SN: What have you been up to after the simpsons.

OS: Well, TV is a lot like Arsenal FC scoring a goal. Short-lived success .

SN: You still haven’t answered my question Otm.

OS: Well, i won an emmy for outstanding supporting actor for my role as otm shank. Then i gave up the award to pay for my divorce with my third wife.

SN: Here have mine; anyone can get an emmy these days. Now could you please get back to answering my question?

OS: Then my life took a plunge, no TV show wanted me, not even FRIENDS! So I tried ways and means to appear on TV. I went to a cricket match dressed up as a crazy person, so the camera man would shift his focus on to me, I was a sensation again, and then came those cheerleaders DAMN THEM!



Then i stooped to the lowest possible level in the history of the TV buisness. I went from a recurring character on the Simpsons to appearing on the lamest possible show on cable TV, "ROADIES", oh it was Agony.



SOB SOB.. This interview is over (beats up camera man)

FIN

SN: Here is Otm Shank folks, hoping to get back into the TV business by hosting the least viewed TV show ever.

OS: India has produced many great action movie's.... NOT!!

OS: But India has produced great actors. Our guest today is a "superstar" who has defied all laws of physics. He can even change time space continuum, if he has any idea what it is. His movies make Lord of the rings look like a true story. I sometimes wonder why Adidas picks Tendulkar rather than him for their brand ambassador, because for this guy "Impossible Is Nothing". I finally seem to have run of more adjectives to describe this bullet stopping heart surgeon, who single handedly brought down the political system of India and abolished corruption in his movies. Here is Tamil actor Vijaykanth. While Vijaykanth lugs his burly and yet extremely flexible body to the stage, here are some of his works that has made him the star he is.


Vijaykanth Vs Bullet



Vijaykanth Vs Electricity



Otm Shank: Is there anything this man can’t fight. Here is Vijaykanth in a once in a life.... What! he is not here yet? How long can a man take to cover 20 meters? Let’s play some more related videos, hopefully he will get here by then.

"FEW MORE ABUSES LATER"

Otm Shank: Finally, folks we have Vijaykanth, was it worth the wait. This interviewer definitly dos’nt thinks so.
So Mr Vijaykanth what are you up to these days?
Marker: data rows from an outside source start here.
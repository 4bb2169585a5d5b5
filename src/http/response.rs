//! Response envelopes. Every body carries `success`; failures add a
//! human-readable `message` and, depending on the class, `error` or `errors`.

use axum::http::StatusCode;
use axum::response::{IntoResponse, Response};
use axum::Json;
use serde::Serialize;

use crate::error::{CatalogError, FieldError};

pub const NOT_FOUND_MESSAGE: &str = "Plant not found";
pub const VALIDATION_MESSAGE: &str = "Validation error";
pub const SERVER_ERROR_MESSAGE: &str = "Server error";
pub const DELETED_MESSAGE: &str = "Plant deleted successfully";

/// The `{success, ...}` body shared by every endpoint.
#[derive(Debug, Clone, Serialize)]
pub struct ApiResponse<T> {
    pub success: bool,
    #[serde(skip_serializing_if = "Option::is_none")]
    pub count: Option<usize>,
    #[serde(skip_serializing_if = "Option::is_none")]
    pub data: Option<T>,
    #[serde(skip_serializing_if = "Option::is_none")]
    pub message: Option<String>,
    #[serde(skip_serializing_if = "Option::is_none")]
    pub error: Option<String>,
    #[serde(skip_serializing_if = "Option::is_none")]
    pub errors: Option<Vec<FieldError>>,
}

impl<T> ApiResponse<T> {
    fn empty(success: bool) -> Self {
        Self {
            success,
            count: None,
            data: None,
            message: None,
            error: None,
            errors: None,
        }
    }

    pub fn data(data: T) -> Self {
        Self {
            data: Some(data),
            ..Self::empty(true)
        }
    }

    pub fn message(message: impl Into<String>) -> Self {
        Self {
            message: Some(message.into()),
            ..Self::empty(true)
        }
    }
}

impl<T> ApiResponse<Vec<T>> {
    /// A list body with its `count`.
    pub fn list(items: Vec<T>) -> Self {
        Self {
            count: Some(items.len()),
            data: Some(items),
            ..Self::empty(true)
        }
    }
}

impl ApiResponse<()> {
    pub fn failure(message: impl Into<String>) -> Self {
        Self {
            message: Some(message.into()),
            ..Self::empty(false)
        }
    }
}

impl IntoResponse for CatalogError {
    fn into_response(self) -> Response {
        let status =
            StatusCode::from_u16(self.status_code()).unwrap_or(StatusCode::INTERNAL_SERVER_ERROR);

        let body = match self {
            CatalogError::Validation(errors) => {
                tracing::warn!(fields = errors.len(), "rejecting invalid plant payload");
                ApiResponse {
                    errors: Some(errors),
                    ..ApiResponse::failure(VALIDATION_MESSAGE)
                }
            }
            CatalogError::NotFound(id) => {
                tracing::warn!(plant_id = %id, "plant not found");
                ApiResponse::failure(NOT_FOUND_MESSAGE)
            }
            CatalogError::Store(err) => {
                tracing::error!(error = %err, "store operation failed");
                ApiResponse {
                    error: Some(err.to_string()),
                    ..ApiResponse::failure(SERVER_ERROR_MESSAGE)
                }
            }
        };

        (status, Json(body)).into_response()
    }
}
//! Catalog operations against the in-memory store.

use std::collections::HashSet;

use plant_catalog::catalog::{CategoryCount, PlantFilter, SortOrder};
use plant_catalog::{CatalogError, CatalogService, PlantPatch, StoreError};
use plant_catalog::store::InMemoryPlantStore;

use crate::support::{fern, insert_all, jade, snake};

async fn catalog() -> CatalogService<InMemoryPlantStore> {
    let service = CatalogService::new(InMemoryPlantStore::new());
    insert_all(service.store(), vec![jade(), snake(), fern()]).await;
    service
}

fn names(plants: &[plant_catalog::Plant]) -> Vec<&str> {
    plants.iter().map(|p| p.name.as_str()).collect()
}

#[tokio::test]
async fn in_stock_filter_partitions_the_catalog() {
    let service = catalog().await;

    let all = service.list(&PlantFilter::new()).await.unwrap();
    let stocked = service.list(&PlantFilter::new().in_stock(true)).await.unwrap();
    let unstocked = service.list(&PlantFilter::new().in_stock(false)).await.unwrap();

    assert_eq!(stocked.len() + unstocked.len(), all.len());
    assert!(stocked.iter().all(|p| p.in_stock));
    assert!(unstocked.iter().all(|p| !p.in_stock));

    let ids: HashSet<_> = stocked.iter().chain(&unstocked).map(|p| p.id).collect();
    assert_eq!(ids.len(), all.len());
}

#[tokio::test]
async fn default_listing_is_sorted_by_name() {
    let service = catalog().await;
    let all = service.list(&PlantFilter::new()).await.unwrap();
    assert_eq!(names(&all), vec!["Boston Fern", "Jade Plant", "Snake Plant"]);

    let desc = service
        .list(&PlantFilter::new().sort_by("name", SortOrder::Desc))
        .await
        .unwrap();
    assert_eq!(names(&desc), vec!["Snake Plant", "Jade Plant", "Boston Fern"]);
}

#[tokio::test]
async fn search_matches_name_description_and_categories() {
    let service = catalog().await;

    let by_name = service.list(&PlantFilter::new().search("SNAKE")).await.unwrap();
    assert_eq!(names(&by_name), vec!["Snake Plant"]);

    let by_description = service.list(&PlantFilter::new().search("glossy")).await.unwrap();
    assert_eq!(names(&by_description), vec!["Jade Plant"]);

    let by_category = service.list(&PlantFilter::new().search("hanging")).await.unwrap();
    assert_eq!(names(&by_category), vec!["Boston Fern"]);

    let nothing = service.list(&PlantFilter::new().search("cactus")).await.unwrap();
    assert!(nothing.is_empty());
}

#[tokio::test]
async fn category_filter_is_exact_element_match() {
    let service = catalog().await;

    let indoor = service.list(&PlantFilter::new().category("Indoor")).await.unwrap();
    assert_eq!(names(&indoor), vec!["Boston Fern"]);

    let joined = service
        .list(&PlantFilter::new().category("Succulent,Indoor"))
        .await
        .unwrap();
    assert_eq!(names(&joined), vec!["Jade Plant"]);

    let absent = service.list(&PlantFilter::new().category("Cactus")).await.unwrap();
    assert!(absent.is_empty());
}

#[tokio::test]
async fn categories_counts_each_distinct_value() {
    let service = catalog().await;
    let mut counts = service.categories().await.unwrap();
    counts.sort_by(|a, b| a.name.cmp(&b.name));

    assert_eq!(
        counts,
        vec![
            CategoryCount { name: "Hanging".into(), count: 1 },
            CategoryCount { name: "Indoor".into(), count: 1 },
            CategoryCount { name: "Indoor,Low Light".into(), count: 1 },
            CategoryCount { name: "Succulent,Indoor".into(), count: 1 },
        ]
    );
}

#[tokio::test]
async fn categories_of_an_empty_catalog_is_empty() {
    let service = CatalogService::new(InMemoryPlantStore::new());
    assert!(service.categories().await.unwrap().is_empty());
}

#[tokio::test]
async fn update_then_delete_round_trip() {
    let service = catalog().await;
    let jade = service.list(&PlantFilter::new().search("jade")).await.unwrap().remove(0);
    let id = jade.id.to_string();

    let patch = PlantPatch {
        price: Some("₹999".into()),
        in_stock: Some(false),
        ..Default::default()
    };
    let updated = service.update(&id, patch).await.unwrap();
    assert_eq!(updated.price, "₹999");
    assert!(!updated.in_stock);
    assert_eq!(updated.name, jade.name);
    assert_eq!(updated.created_at, jade.created_at);
    assert!(updated.updated_at >= jade.updated_at);

    let removed = service.delete(&id).await.unwrap();
    assert_eq!(removed.id, jade.id);
    assert!(matches!(service.get(&id).await, Err(CatalogError::NotFound(_))));
    assert!(matches!(service.delete(&id).await, Err(CatalogError::NotFound(_))));
}

#[tokio::test]
async fn malformed_id_is_a_store_error_not_a_miss() {
    let service = catalog().await;

    let err = service.get("not-an-id").await.unwrap_err();
    assert!(matches!(err, CatalogError::Store(StoreError::InvalidId(_))));
    assert_eq!(err.status_code(), 500);

    let err = service.delete("123").await.unwrap_err();
    assert_eq!(err.status_code(), 500);
}
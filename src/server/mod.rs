pub mod config;
mod http_layers;
pub mod metrics;
pub mod router;
pub mod server;
pub mod state;
pub mod transport;

pub use config::ServerConfig;
pub use http_layers::*;
pub use router::{SessionRouter, SessionTable};
pub use server::{make_app, run_server};
pub use transport::SESSION_HEADER;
Vijaykanth: I am shooting a new movie.

OS: What is this movie about?

VJK : I am a bullet stopping heart surgeon, who brings down the political system of India single handed and also abolish corruption in the process. That is the gist of it Otm.

OS: So what is
new about this movie?

VJK: Its basically the same story except we changed the hero's name from surya to captain surya, genius isn’t it?, also this time our "tuppaki" can carry 7 rounds instead of six and I can take 8 rounds to my chest rather than 7, so the running time invariably increases to 5hrs 30 mins from just 5 hours.

OS: But I have never ever seen you reload your gun.
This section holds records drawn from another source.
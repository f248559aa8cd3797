//! Monitor Tools
//!
//! Monitors run a search or a refresh against a webset on a cron schedule.

use serde::{Deserialize, Serialize};
use serde_json::{json, Value};

use super::common::{
    check_criteria, criteria_schema, entity_schema, id_schema, list_schema, metadata_schema,
    object_schema, search_behavior_schema, Body, Criterion, Entity, IdArgs, Pagination,
    SearchBehavior,
};
use crate::mcp::executor::{upstream_tool, Operation, ToolArgs};
use crate::mcp::registry::McpRegistry;
use crate::mcp::validation::{
    check_any_field, check_cron, check_metadata, check_min, check_not_blank, Metadata,
    ValidationError,
};
use crate::websets::endpoints;

const CREATE_MONITOR_HELP: &str = "Common issues:\n\
- cron must have 5 fields, e.g. \"0 9 * * 1\" for every Monday at 9am\n\
- behaviorType \"refresh\" needs refreshTarget and takes no search fields\n\
- criteria must be array of objects: [{\"description\": \"criterion\"}]\n\n\
Example:\n\
{\n\
  \"websetId\": \"webset_123\",\n\
  \"cron\": \"0 9 * * 1\",\n\
  \"query\": \"new biotech startups in San Diego\",\n\
  \"count\": 5,\n\
  \"behavior\": \"append\"\n\
}";

static CREATE_MONITOR: Operation = Operation {
    tool: "create_monitor",
    endpoint: endpoints::CREATE_MONITOR,
    bad_request_help: Some(CREATE_MONITOR_HELP),
};

static GET_MONITOR: Operation = Operation {
    tool: "get_monitor",
    endpoint: endpoints::GET_MONITOR,
    bad_request_help: None,
};

static LIST_MONITORS: Operation = Operation {
    tool: "list_monitors",
    endpoint: endpoints::LIST_MONITORS,
    bad_request_help: None,
};

static UPDATE_MONITOR: Operation = Operation {
    tool: "update_monitor",
    endpoint: endpoints::UPDATE_MONITOR,
    bad_request_help: None,
};

static DELETE_MONITOR: Operation = Operation {
    tool: "delete_monitor",
    endpoint: endpoints::DELETE_MONITOR,
    bad_request_help: None,
};

static LIST_MONITOR_RUNS: Operation = Operation {
    tool: "list_monitor_runs",
    endpoint: endpoints::LIST_MONITOR_RUNS,
    bad_request_help: None,
};

static GET_MONITOR_RUN: Operation = Operation {
    tool: "get_monitor_run",
    endpoint: endpoints::GET_MONITOR_RUN,
    bad_request_help: None,
};

/// Register monitor tools with the registry
pub fn register_tools(registry: &mut McpRegistry) {
    registry.register_tool(upstream_tool::<CreateMonitorArgs>(
        &CREATE_MONITOR,
        "Create a monitor that updates a webset on a schedule. A 'search' monitor looks for new \
         items with the given query; a 'refresh' monitor re-runs enrichments or re-fetches \
         contents of existing items.",
        object_schema(
            vec![
                ("websetId", id_schema("The ID or externalId of the webset")),
                (
                    "cron",
                    json!({
                        "type": "string",
                        "description": "Five-field cron expression (e.g., '0 9 * * 1' for every Monday at 9am)"
                    }),
                ),
                (
                    "timezone",
                    json!({ "type": "string", "description": "IANA timezone for the schedule (default: Etc/UTC)" }),
                ),
                (
                    "behaviorType",
                    json!({
                        "type": "string",
                        "enum": ["search", "refresh"],
                        "description": "'search' finds new items (default), 'refresh' updates existing ones"
                    }),
                ),
                (
                    "query",
                    json!({ "type": "string", "description": "Search query (search monitors)" }),
                ),
                (
                    "count",
                    json!({ "type": "integer", "minimum": 1, "description": "Items to find per run (search monitors)" }),
                ),
                ("criteria", criteria_schema()),
                ("entity", entity_schema()),
                ("behavior", search_behavior_schema()),
                (
                    "refreshTarget",
                    json!({
                        "type": "string",
                        "enum": ["enrichments", "contents"],
                        "description": "What a refresh monitor updates"
                    }),
                ),
                ("metadata", metadata_schema()),
            ],
            &["websetId", "cron"],
        ),
    ));

    registry.register_tool(upstream_tool::<IdArgs>(
        &GET_MONITOR,
        "Get a monitor's configuration, status and next run time.",
        object_schema(vec![("id", id_schema("The ID of the monitor"))], &["id"]),
    ));

    registry.register_tool(upstream_tool::<ListMonitorsArgs>(
        &LIST_MONITORS,
        "List monitors, optionally only those of one webset.",
        list_schema(
            vec![("websetId", id_schema("Only return monitors of this webset"))],
            &[],
        ),
    ));

    registry.register_tool(upstream_tool::<UpdateMonitorArgs>(
        &UPDATE_MONITOR,
        "Enable or disable a monitor, change its schedule, or update its metadata.",
        object_schema(
            vec![
                ("id", id_schema("The ID of the monitor")),
                (
                    "status",
                    json!({ "type": "string", "enum": ["enabled", "disabled"] }),
                ),
                (
                    "cron",
                    json!({ "type": "string", "description": "New five-field cron expression" }),
                ),
                (
                    "timezone",
                    json!({ "type": "string", "description": "IANA timezone, sent together with cron" }),
                ),
                ("metadata", metadata_schema()),
            ],
            &["id"],
        ),
    ));

    registry.register_tool(upstream_tool::<IdArgs>(
        &DELETE_MONITOR,
        "Delete a monitor. Items it already added stay in the webset.",
        object_schema(vec![("id", id_schema("The ID of the monitor"))], &["id"]),
    ));

    registry.register_tool(upstream_tool::<ListMonitorRunsArgs>(
        &LIST_MONITOR_RUNS,
        "List the runs of a monitor, newest first.",
        list_schema(
            vec![("monitorId", id_schema("The ID of the monitor"))],
            &["monitorId"],
        ),
    ));

    registry.register_tool(upstream_tool::<MonitorRunRefArgs>(
        &GET_MONITOR_RUN,
        "Get a single monitor run.",
        object_schema(
            vec![
                ("monitorId", id_schema("The ID of the monitor")),
                ("runId", id_schema("The ID of the run")),
            ],
            &["monitorId", "runId"],
        ),
    ));
}

// ============================================================================
// create_monitor
// ============================================================================

#[derive(Debug, Clone, Copy, Default, PartialEq, Eq, Deserialize)]
#[serde(rename_all = "lowercase")]
enum MonitorBehaviorType {
    #[default]
    Search,
    Refresh,
}

#[derive(Debug, Clone, Copy, PartialEq, Eq, Deserialize, Serialize)]
#[serde(rename_all = "lowercase")]
enum RefreshTarget {
    Enrichments,
    Contents,
}

#[derive(Debug, Deserialize)]
#[serde(rename_all = "camelCase")]
struct CreateMonitorArgs {
    webset_id: String,
    cron: String,
    #[serde(default)]
    timezone: Option<String>,
    #[serde(default)]
    behavior_type: MonitorBehaviorType,
    #[serde(default)]
    query: Option<String>,
    #[serde(default)]
    count: Option<i64>,
    #[serde(default)]
    criteria: Option<Vec<Criterion>>,
    #[serde(default)]
    entity: Option<Entity>,
    #[serde(default)]
    behavior: Option<SearchBehavior>,
    #[serde(default)]
    refresh_target: Option<RefreshTarget>,
    #[serde(default)]
    metadata: Option<Metadata>,
}

impl CreateMonitorArgs {
    fn search_fields(&self) -> [(&'static str, bool); 5] {
        [
            ("query", self.query.is_some()),
            ("count", self.count.is_some()),
            ("criteria", self.criteria.is_some()),
            ("entity", self.entity.is_some()),
            ("behavior", self.behavior.is_some()),
        ]
    }
}

impl ToolArgs for CreateMonitorArgs {
    fn validate(&self) -> Result<(), ValidationError> {
        check_not_blank("websetId", &self.webset_id)?;
        check_cron(&self.cron)?;
        if let Some(timezone) = &self.timezone {
            check_not_blank("timezone", timezone)?;
        }

        match self.behavior_type {
            MonitorBehaviorType::Search => {
                if self.refresh_target.is_some() {
                    return Err(ValidationError::NotAllowed {
                        field: "refreshTarget".to_string(),
                        when: "behaviorType is search".to_string(),
                    });
                }
                if let Some(query) = &self.query {
                    check_not_blank("query", query)?;
                }
                check_min("count", self.count, 1)?;
                check_criteria("criteria", self.criteria.as_deref())?;
                if let Some(entity) = &self.entity {
                    entity.validate()?;
                }
            }
            MonitorBehaviorType::Refresh => {
                if self.refresh_target.is_none() {
                    return Err(ValidationError::MissingCompanion {
                        field: "refreshTarget".to_string(),
                        when: "behaviorType is refresh".to_string(),
                    });
                }
                if let Some((field, _)) = self.search_fields().iter().find(|(_, set)| *set) {
                    return Err(ValidationError::NotAllowed {
                        field: field.to_string(),
                        when: "behaviorType is refresh".to_string(),
                    });
                }
            }
        }

        check_metadata(self.metadata.as_ref())
    }

    fn body(&self) -> Option<Value> {
        let cadence = Body::new()
            .field("cron", self.cron.trim())
            .optional("timezone", self.timezone.as_ref());

        let behavior = match self.behavior_type {
            MonitorBehaviorType::Search => {
                let config = Body::new()
                    .optional("query", self.query.as_ref())
                    .optional("count", self.count)
                    .optional("criteria", self.criteria.as_ref())
                    .optional("entity", self.entity.as_ref())
                    .optional("behavior", self.behavior);
                Body::new()
                    .field("type", "search")
                    .field("config", config.build())
            }
            MonitorBehaviorType::Refresh => Body::new()
                .field("type", "refresh")
                .field("config", json!({ "target": self.refresh_target })),
        };

        Some(
            Body::new()
                .field("websetId", &self.webset_id)
                .nested("cadence", cadence)
                .nested("behavior", behavior)
                .optional("metadata", self.metadata.as_ref())
                .build(),
        )
    }
}

// ============================================================================
// list / update / runs
// ============================================================================

#[derive(Debug, Deserialize)]
#[serde(rename_all = "camelCase")]
struct ListMonitorsArgs {
    #[serde(default)]
    webset_id: Option<String>,
    #[serde(flatten)]
    page: Pagination,
}

impl ToolArgs for ListMonitorsArgs {
    fn query(&self) -> Vec<(String, String)> {
        let mut query = self.page.query();
        if let Some(webset_id) = self.webset_id.as_deref().filter(|id| !id.is_empty()) {
            query.push(("websetId".to_string(), webset_id.to_string()));
        }
        query
    }

    fn validate(&self) -> Result<(), ValidationError> {
        self.page.validate()
    }
}

#[derive(Debug, Clone, Copy, PartialEq, Eq, Deserialize, Serialize)]
#[serde(rename_all = "lowercase")]
enum MonitorStatus {
    Enabled,
    Disabled,
}

#[derive(Debug, Deserialize)]
struct UpdateMonitorArgs {
    id: String,
    #[serde(default)]
    status: Option<MonitorStatus>,
    #[serde(default)]
    cron: Option<String>,
    #[serde(default)]
    timezone: Option<String>,
    #[serde(default)]
    metadata: Option<Metadata>,
}

impl ToolArgs for UpdateMonitorArgs {
    fn path_params(&self) -> Vec<(&'static str, &str)> {
        vec![("id", self.id.as_str())]
    }

    fn validate(&self) -> Result<(), ValidationError> {
        check_any_field(
            &[
                self.status.is_some(),
                self.cron.is_some(),
                self.metadata.is_some(),
            ],
            "status, cron, metadata",
        )?;
        if self.timezone.is_some() && self.cron.is_none() {
            return Err(ValidationError::MissingCompanion {
                field: "cron".to_string(),
                when: "timezone is set".to_string(),
            });
        }
        if let Some(cron) = &self.cron {
            check_cron(cron)?;
        }
        check_metadata(self.metadata.as_ref())
    }

    fn body(&self) -> Option<Value> {
        let cadence = match &self.cron {
            Some(cron) => Body::new()
                .field("cron", cron.trim())
                .optional("timezone", self.timezone.as_ref()),
            None => Body::new(),
        };

        Some(
            Body::new()
                .optional("status", self.status)
                .nested("cadence", cadence)
                .optional("metadata", self.metadata.as_ref())
                .build(),
        )
    }
}

#[derive(Debug, Deserialize)]
#[serde(rename_all = "camelCase")]
struct ListMonitorRunsArgs {
    monitor_id: String,
    #[serde(flatten)]
    page: Pagination,
}

impl ToolArgs for ListMonitorRunsArgs {
    fn path_params(&self) -> Vec<(&'static str, &str)> {
        vec![("monitorId", self.monitor_id.as_str())]
    }

    fn query(&self) -> Vec<(String, String)> {
        self.page.query()
    }

    fn validate(&self) -> Result<(), ValidationError> {
        self.page.validate()
    }
}

#[derive(Debug, Deserialize)]
#[serde(rename_all = "camelCase")]
struct MonitorRunRefArgs {
    monitor_id: String,
    run_id: String,
}

impl ToolArgs for MonitorRunRefArgs {
    fn path_params(&self) -> Vec<(&'static str, &str)> {
        vec![
            ("monitorId", self.monitor_id.as_str()),
            ("runId", self.run_id.as_str()),
        ]
    }
}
VJK: There are many reasons for that.
1) I use only knives and other weapons invented in the stone age
2) I’m always shot at, I never shoot
3) I’m going to let you in on this little secret, any gun you seen in my holster is fake

OS: Same old man same old crap.
Do you have any other ideas planned for the future, like politics for instance?
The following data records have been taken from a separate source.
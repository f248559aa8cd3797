//! Webhook Tools
//!
//! Webhooks deliver upstream events (e.g. `webset.item.created`) to an HTTP endpoint.

use serde::Deserialize;
use serde_json::{json, Value};

use super::common::{
    id_schema, list_schema, metadata_schema, object_schema, Body, IdArgs, ListArgs, Pagination,
};
use crate::mcp::executor::{upstream_tool, Operation, ToolArgs};
use crate::mcp::registry::McpRegistry;
use crate::mcp::validation::{
    check_any_field, check_http_url, check_metadata, check_non_empty_list, check_not_blank,
    Metadata, ValidationError,
};
use crate::websets::endpoints;

const CREATE_WEBHOOK_HELP: &str = "Common issues:\n\
- url must be a publicly reachable http(s) URL\n\
- events must be a non-empty array of event types such as \"webset.item.created\"\n\n\
Example:\n\
{\n\
  \"url\": \"https://example.com/hooks/websets\",\n\
  \"events\": [\"webset.item.created\", \"webset.idle\"]\n\
}";

static CREATE_WEBHOOK: Operation = Operation {
    tool: "create_webhook",
    endpoint: endpoints::CREATE_WEBHOOK,
    bad_request_help: Some(CREATE_WEBHOOK_HELP),
};

static GET_WEBHOOK: Operation = Operation {
    tool: "get_webhook",
    endpoint: endpoints::GET_WEBHOOK,
    bad_request_help: None,
};

static LIST_WEBHOOKS: Operation = Operation {
    tool: "list_webhooks",
    endpoint: endpoints::LIST_WEBHOOKS,
    bad_request_help: None,
};

static UPDATE_WEBHOOK: Operation = Operation {
    tool: "update_webhook",
    endpoint: endpoints::UPDATE_WEBHOOK,
    bad_request_help: None,
};

static DELETE_WEBHOOK: Operation = Operation {
    tool: "delete_webhook",
    endpoint: endpoints::DELETE_WEBHOOK,
    bad_request_help: None,
};

static LIST_WEBHOOK_ATTEMPTS: Operation = Operation {
    tool: "list_webhook_attempts",
    endpoint: endpoints::LIST_WEBHOOK_ATTEMPTS,
    bad_request_help: None,
};

fn events_schema() -> Value {
    json!({
        "type": "array",
        "minItems": 1,
        "items": { "type": "string" },
        "description": "Event types to deliver, e.g. [\"webset.created\", \"webset.item.enriched\"]"
    })
}

/// Register webhook tools with the registry
pub fn register_tools(registry: &mut McpRegistry) {
    registry.register_tool(upstream_tool::<CreateWebhookArgs>(
        &CREATE_WEBHOOK,
        "Register a webhook that receives the selected events. The response contains the \
         signing secret; it is only shown once.",
        object_schema(
            vec![
                (
                    "url",
                    json!({ "type": "string", "format": "uri", "description": "HTTPS endpoint receiving events" }),
                ),
                ("events", events_schema()),
                ("metadata", metadata_schema()),
            ],
            &["url", "events"],
        ),
    ));

    registry.register_tool(upstream_tool::<IdArgs>(
        &GET_WEBHOOK,
        "Get a webhook's configuration and status.",
        object_schema(vec![("id", id_schema("The ID of the webhook"))], &["id"]),
    ));

    registry.register_tool(upstream_tool::<ListArgs>(
        &LIST_WEBHOOKS,
        "List registered webhooks.",
        list_schema(vec![], &[]),
    ));

    registry.register_tool(upstream_tool::<UpdateWebhookArgs>(
        &UPDATE_WEBHOOK,
        "Change a webhook's URL, subscribed events or metadata.",
        object_schema(
            vec![
                ("id", id_schema("The ID of the webhook")),
                (
                    "url",
                    json!({ "type": "string", "format": "uri", "description": "New endpoint URL" }),
                ),
                ("events", events_schema()),
                ("metadata", metadata_schema()),
            ],
            &["id"],
        ),
    ));

    registry.register_tool(upstream_tool::<IdArgs>(
        &DELETE_WEBHOOK,
        "Delete a webhook. No further events are delivered to it.",
        object_schema(vec![("id", id_schema("The ID of the webhook"))], &["id"]),
    ));

    registry.register_tool(upstream_tool::<ListAttemptsArgs>(
        &LIST_WEBHOOK_ATTEMPTS,
        "List delivery attempts of a webhook, including response status and payload.",
        list_schema(
            vec![
                ("id", id_schema("The ID of the webhook")),
                (
                    "eventType",
                    json!({ "type": "string", "description": "Only attempts for this event type" }),
                ),
                (
                    "successful",
                    json!({ "type": "boolean", "description": "Only successful (true) or failed (false) attempts" }),
                ),
            ],
            &["id"],
        ),
    ));
}

fn check_events(events: &[String]) -> Result<(), ValidationError> {
    check_non_empty_list("events", events)?;
    for (i, event) in events.iter().enumerate() {
        check_not_blank(&format!("events[{}]", i), event)?;
    }
    Ok(())
}

#[derive(Debug, Deserialize)]
struct CreateWebhookArgs {
    url: String,
    events: Vec<String>,
    #[serde(default)]
    metadata: Option<Metadata>,
}

impl ToolArgs for CreateWebhookArgs {
    fn validate(&self) -> Result<(), ValidationError> {
        check_http_url("url", &self.url)?;
        check_events(&self.events)?;
        check_metadata(self.metadata.as_ref())
    }

    fn body(&self) -> Option<Value> {
        Some(
            Body::new()
                .field("url", &self.url)
                .field("events", &self.events)
                .optional("metadata", self.metadata.as_ref())
                .build(),
        )
    }
}

#[derive(Debug, Deserialize)]
struct UpdateWebhookArgs {
    id: String,
    #[serde(default)]
    url: Option<String>,
    #[serde(default)]
    events: Option<Vec<String>>,
    #[serde(default)]
    metadata: Option<Metadata>,
}

impl ToolArgs for UpdateWebhookArgs {
    fn path_params(&self) -> Vec<(&'static str, &str)> {
        vec![("id", self.id.as_str())]
    }

    fn validate(&self) -> Result<(), ValidationError> {
        check_any_field(
            &[
                self.url.is_some(),
                self.events.is_some(),
                self.metadata.is_some(),
            ],
            "url, events, metadata",
        )?;
        if let Some(url) = &self.url {
            check_http_url("url", url)?;
        }
        if let Some(events) = &self.events {
            check_events(events)?;
        }
        check_metadata(self.metadata.as_ref())
    }

    fn body(&self) -> Option<Value> {
        Some(
            Body::new()
                .optional("url", self.url.as_ref())
                .optional("events", self.events.as_ref())
                .optional("metadata", self.metadata.as_ref())
                .build(),
        )
    }
}

#[derive(Debug, Deserialize)]
#[serde(rename_all = "camelCase")]
struct ListAttemptsArgs {
    id: String,
    #[serde(default)]
    event_type: Option<String>,
    #[serde(default)]
    successful: Option<bool>,
    #[serde(flatten)]
    page: Pagination,
}

impl ToolArgs for ListAttemptsArgs {
    fn path_params(&self) -> Vec<(&'static str, &str)> {
        vec![("id", self.id.as_str())]
    }

    fn query(&self) -> Vec<(String, String)> {
        let mut query = self.page.query();
        if let Some(event_type) = &self.event_type {
            query.push(("eventType".to_string(), event_type.clone()));
        }
        if let Some(successful) = self.successful {
            query.push(("successful".to_string(), successful.to_string()));
        }
        query
    }

    fn validate(&self) -> Result<(), ValidationError> {
        self.page.validate()
    }
}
VJK: Politics! that is a brilliant idea. I have all the characteristics, keeping false promises, a nice burly body and finally i have a use for the white shirt i am wearing. "To the VMobile" humming (tananana tananana VIJAY. Tananana tananana VIJAY) Vijay exits stage.


disclaimer The VMobile is not a copied from the bat moblie as it has a holster instead of a cup holder.
Airbags not included.


OS: What an abrupt ending to such a pointless show.

OS: I'll be sigining off now, dont forget to see our next episode starring Ben Affleck telling us about his new movie "How Gay is my hairdo"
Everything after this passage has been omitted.